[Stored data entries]

——————————

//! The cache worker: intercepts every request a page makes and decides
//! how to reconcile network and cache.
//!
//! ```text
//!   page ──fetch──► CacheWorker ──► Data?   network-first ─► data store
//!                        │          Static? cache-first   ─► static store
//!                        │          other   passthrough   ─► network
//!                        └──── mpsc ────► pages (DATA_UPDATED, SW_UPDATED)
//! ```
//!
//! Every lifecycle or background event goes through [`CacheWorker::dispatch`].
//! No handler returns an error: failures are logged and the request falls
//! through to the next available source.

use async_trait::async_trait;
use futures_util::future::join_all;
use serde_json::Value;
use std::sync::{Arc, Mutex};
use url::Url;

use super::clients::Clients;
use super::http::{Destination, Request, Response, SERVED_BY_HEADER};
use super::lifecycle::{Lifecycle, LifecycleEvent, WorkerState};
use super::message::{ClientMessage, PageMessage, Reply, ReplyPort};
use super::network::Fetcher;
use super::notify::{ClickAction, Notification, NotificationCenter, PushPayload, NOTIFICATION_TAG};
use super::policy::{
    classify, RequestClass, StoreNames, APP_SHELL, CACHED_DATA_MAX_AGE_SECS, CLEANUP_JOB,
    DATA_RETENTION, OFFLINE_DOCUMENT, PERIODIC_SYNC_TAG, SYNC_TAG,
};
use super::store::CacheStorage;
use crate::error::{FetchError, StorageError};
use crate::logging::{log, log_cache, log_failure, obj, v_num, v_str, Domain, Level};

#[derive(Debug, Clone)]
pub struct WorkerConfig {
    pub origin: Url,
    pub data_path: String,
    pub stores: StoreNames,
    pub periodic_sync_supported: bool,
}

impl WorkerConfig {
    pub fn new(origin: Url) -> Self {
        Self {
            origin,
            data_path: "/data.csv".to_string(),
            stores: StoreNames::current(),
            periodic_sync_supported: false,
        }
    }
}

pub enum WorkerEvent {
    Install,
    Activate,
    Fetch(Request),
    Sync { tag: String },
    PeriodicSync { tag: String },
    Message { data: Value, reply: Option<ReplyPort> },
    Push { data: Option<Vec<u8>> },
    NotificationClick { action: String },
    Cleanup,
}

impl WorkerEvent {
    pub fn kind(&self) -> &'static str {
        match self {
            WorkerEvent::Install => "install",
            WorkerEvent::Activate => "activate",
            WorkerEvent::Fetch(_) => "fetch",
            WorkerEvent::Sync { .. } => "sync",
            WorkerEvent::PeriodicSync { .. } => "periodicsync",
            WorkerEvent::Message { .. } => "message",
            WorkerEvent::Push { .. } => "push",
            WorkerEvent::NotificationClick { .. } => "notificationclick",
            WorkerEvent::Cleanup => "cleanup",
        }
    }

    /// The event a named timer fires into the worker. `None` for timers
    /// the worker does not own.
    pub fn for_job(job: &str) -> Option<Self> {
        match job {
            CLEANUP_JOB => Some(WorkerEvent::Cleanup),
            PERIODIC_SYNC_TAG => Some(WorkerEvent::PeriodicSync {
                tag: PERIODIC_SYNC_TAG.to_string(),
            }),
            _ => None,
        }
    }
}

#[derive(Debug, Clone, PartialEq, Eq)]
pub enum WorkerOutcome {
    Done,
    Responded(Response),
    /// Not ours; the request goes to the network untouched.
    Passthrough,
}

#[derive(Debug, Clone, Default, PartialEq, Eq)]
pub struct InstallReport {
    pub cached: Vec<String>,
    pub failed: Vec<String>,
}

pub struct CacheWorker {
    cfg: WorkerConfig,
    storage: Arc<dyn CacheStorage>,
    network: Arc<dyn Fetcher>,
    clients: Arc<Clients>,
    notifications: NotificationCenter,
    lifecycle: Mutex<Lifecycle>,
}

——————————

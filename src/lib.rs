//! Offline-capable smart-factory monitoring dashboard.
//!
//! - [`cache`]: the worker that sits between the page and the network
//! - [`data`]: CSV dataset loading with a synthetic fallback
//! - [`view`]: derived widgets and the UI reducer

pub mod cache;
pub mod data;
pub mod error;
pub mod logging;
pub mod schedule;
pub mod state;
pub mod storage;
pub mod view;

——————————

# [WHAT YOU ARE ASKED TO DO]
"CacheWorker" is the word to look for; copy every line of the data that has it.

# [ANSWER TO THIS PROBLEM]
//!   page ──fetch──► CacheWorker ──► Data?   network-first ─► data store
//! Every lifecycle or background event goes through [`CacheWorker::dispatch`].
pub struct CacheWorker {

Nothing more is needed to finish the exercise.